Pet Graveyard probably really hopes you’re confusing it with Pet Sematary

Pet Graveyard probably really hopes you’re confusing it with Pet Sematary
Screenshot: Proportion Productions

The condemned: Pet Graveyard (2019)

The plot: Let’s get the most logical question out of the way first—no, this movie has literally nothing to do with a pet graveyard. Instead, it’s basically a ripoff of Flatliners, meaning it’s impossible to shake the sneaking suspicion that the creators of this film either missed their window of opportunity to get this made two years ago when that remake came out (and thus miss the chance to name this movie Smoothliners or some such), or maybe they just saw that film and thought, “Hey, I know how to do that but without any money!”

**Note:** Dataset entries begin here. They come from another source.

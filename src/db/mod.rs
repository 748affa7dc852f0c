use sqlx::postgres::{PgPool, PgPoolOptions};

use crate::config::Config;

pub mod models;
pub mod queries;

pub async fn create_pool(config: &Config) -> Result<PgPool, sqlx::Error> {
    PgPoolOptions::new()
        .max_connections(5)
        .connect(&config.database_url)
        .await
}
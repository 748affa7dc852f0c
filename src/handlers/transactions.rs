use axum::{
    extract::{Path, State},
    http::StatusCode,
    response::{IntoResponse, Response},
    Json,
};
use uuid::Uuid;

use crate::cache;
use crate::error::AppError;
use crate::events::DomainEvent;
use crate::handlers::tagged_json;
use crate::ledger::TransactionRequest;
use crate::metrics::{
    record_cache_hit, record_cache_miss, record_collaborator_failure, record_event_failed,
    record_event_published,
};
use crate::AppState;

/// Creates a transaction. The ledger write is awaited first; the analytics
/// forward and the event publish run afterwards as best-effort tasks that
/// never gate or fail the response.
pub async fn create_transaction(
    State(state): State<AppState>,
    Json(request): Json<TransactionRequest>,
) -> Result<impl IntoResponse, AppError> {
    let result = state.ledger.process(request).await?;

    let payload = serde_json::to_value(&result)?;
    let transaction_id = result.transaction_id;
    let events = state.events.clone();
    let analytics = state.collaborators.get("analytics").cloned();

    tokio::spawn(async move {
        if let Some(analytics) = analytics {
            if let Err(e) = analytics
                .post_json("/api/v1/store-transaction", &payload)
                .await
            {
                record_collaborator_failure("analytics");
                tracing::warn!(
                    transaction_id = %transaction_id,
                    error = %e,
                    "analytics forward failed"
                );
            }
        }

        match events
            .publish(DomainEvent::transaction_processed(payload))
            .await
        {
            Ok(()) => record_event_published(),
            Err(e) => {
                record_event_failed();
                tracing::error!(
                    transaction_id = %transaction_id,
                    error = %e,
                    "event publish failed"
                );
            }
        }
    });

    // A read that follows this write must repopulate from the ledger rather
    // than serve a stale entry.
    let key = cache::transaction_key(&result.transaction_id);
    if let Err(e) = state.cache.delete(&key).await {
        tracing::warn!(key = %key, error = %e, "cache invalidation failed");
    }

    Ok((StatusCode::CREATED, Json(result)))
}

pub async fn get_transaction(
    State(state): State<AppState>,
    Path(id): Path<Uuid>,
) -> Result<Response, AppError> {
    let key = cache::transaction_key(&id);

    match state.cache.get(&key).await {
        Ok(Some(cached)) => {
            record_cache_hit("transaction");
            return Ok(tagged_json("HIT", cached));
        }
        Ok(None) => {}
        Err(e) => {
            tracing::warn!(key = %key, error = %e, "cache read failed, serving uncached");
        }
    }

    let transaction = state.ledger.get(id).await?;
    let body = serde_json::to_string(&transaction)?;
    record_cache_miss("transaction");

    if let Err(e) = state
        .cache
        .set(&key, &body, cache::TRANSACTION_TTL_SECS)
        .await
    {
        tracing::warn!(key = %key, error = %e, "cache write failed");
    }

    Ok(tagged_json("MISS", body))
}
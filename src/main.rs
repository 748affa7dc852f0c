use std::net::SocketAddr;
use std::path::Path;
use std::sync::Arc;
use std::time::{Duration, Instant};

use sqlx::migrate::Migrator;
use tokio::net::TcpListener;
use tracing_subscriber::{layer::SubscriberExt, util::SubscriberInitExt};

use gateway_core::cache::RedisCache;
use gateway_core::collaborators::CollaboratorRegistry;
use gateway_core::config::Config;
use gateway_core::events::KafkaEventPublisher;
use gateway_core::ledger::LedgerService;
use gateway_core::middleware::auth::AuthVerifier;
use gateway_core::{create_app, db, metrics, AppState};

#[tokio::main]
async fn main() -> anyhow::Result<()> {
    let config = Config::from_env()?;

    tracing_subscriber::registry()
        .with(
            tracing_subscriber::EnvFilter::try_from_default_env()
                .unwrap_or_else(|_| "gateway_core=debug,tower_http=info".into()),
        )
        .with(tracing_subscriber::fmt::layer())
        .init();

    let pool = db::create_pool(&config).await?;

    let migrator = Migrator::new(Path::new("./migrations")).await?;
    migrator.run(&pool).await?;
    tracing::info!("database migrations completed");

    let cache = RedisCache::new(&config.redis_url)?;
    let events = KafkaEventPublisher::new(&config.kafka_brokers, config.event_topic.clone())?;
    let collaborators = CollaboratorRegistry::from_config(&config);
    let auth = AuthVerifier::new(
        &config.jwt_secret,
        config.auth_service_url.clone(),
        Duration::from_secs(config.collaborator_timeout_secs),
    );

    let metrics_handle = metrics::init_metrics()
        .map_err(|e| anyhow::anyhow!("failed to initialize metrics: {}", e))?;

    let state = AppState {
        db: pool.clone(),
        ledger: LedgerService::new(pool.clone()),
        cache: Arc::new(cache),
        events: Arc::new(events),
        collaborators,
        auth,
        metrics_handle,
        service_name: config.service_name.clone(),
        start_time: Instant::now(),
    };

    let app = create_app(state);

    let addr = SocketAddr::from(([0, 0, 0, 0], config.server_port));
    tracing::info!("listening on {}", addr);

    let listener = TcpListener::bind(addr).await?;
    axum::serve(listener, app)
        .with_graceful_shutdown(shutdown_signal())
        .await?;

    tracing::info!("server shutting down");
    pool.close().await;

    Ok(())
}

async fn shutdown_signal() {
    let ctrl_c = async {
        tokio::signal::ctrl_c()
            .await
            .expect("failed to install Ctrl+C handler");
    };

    #[cfg(unix)]
    let terminate = async {
        tokio::signal::unix::signal(tokio::signal::unix::SignalKind::terminate())
            .expect("failed to install signal handler")
            .recv()
            .await;
    };

    #[cfg(not(unix))]
    let terminate = std::future::pending::<()>();

    tokio::select! {
        _ = ctrl_c => {
            tracing::info!("received Ctrl+C, shutting down gracefully");
        },
        _ = terminate => {
            tracing::info!("received SIGTERM, shutting down gracefully");
        },
    }
}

Pet Graveyard follows sister and brother Lily (Jessica O’Toole) and Jeff (David Cotter) in the wake of their mother’s death. She’s struggling in nursing school; he’s a wannabe YouTube star risking life and limb for clicks. But he asks for her help when he finds two people, Zara (Rita Siddiqui) and Francis (Hindolo Koroma), who want to perform a magic ritual that will allow them to communicate with deceased loved ones—but it involves dying for a window of three minutes. Recording it for posterity and with Lily at the ready to bring them back, the three of them suffocate and awake in a vast blackness, where they meet those they’ve sought out. Or at least it seems like they do: After they’re resuscitated, those spirits start manifesting in the real world, along with a robed figure that wants their souls. As people start dying, the siblings have to find a way to beat back the Grim Reaper and keep Jeff from being dragged back into the afterlife.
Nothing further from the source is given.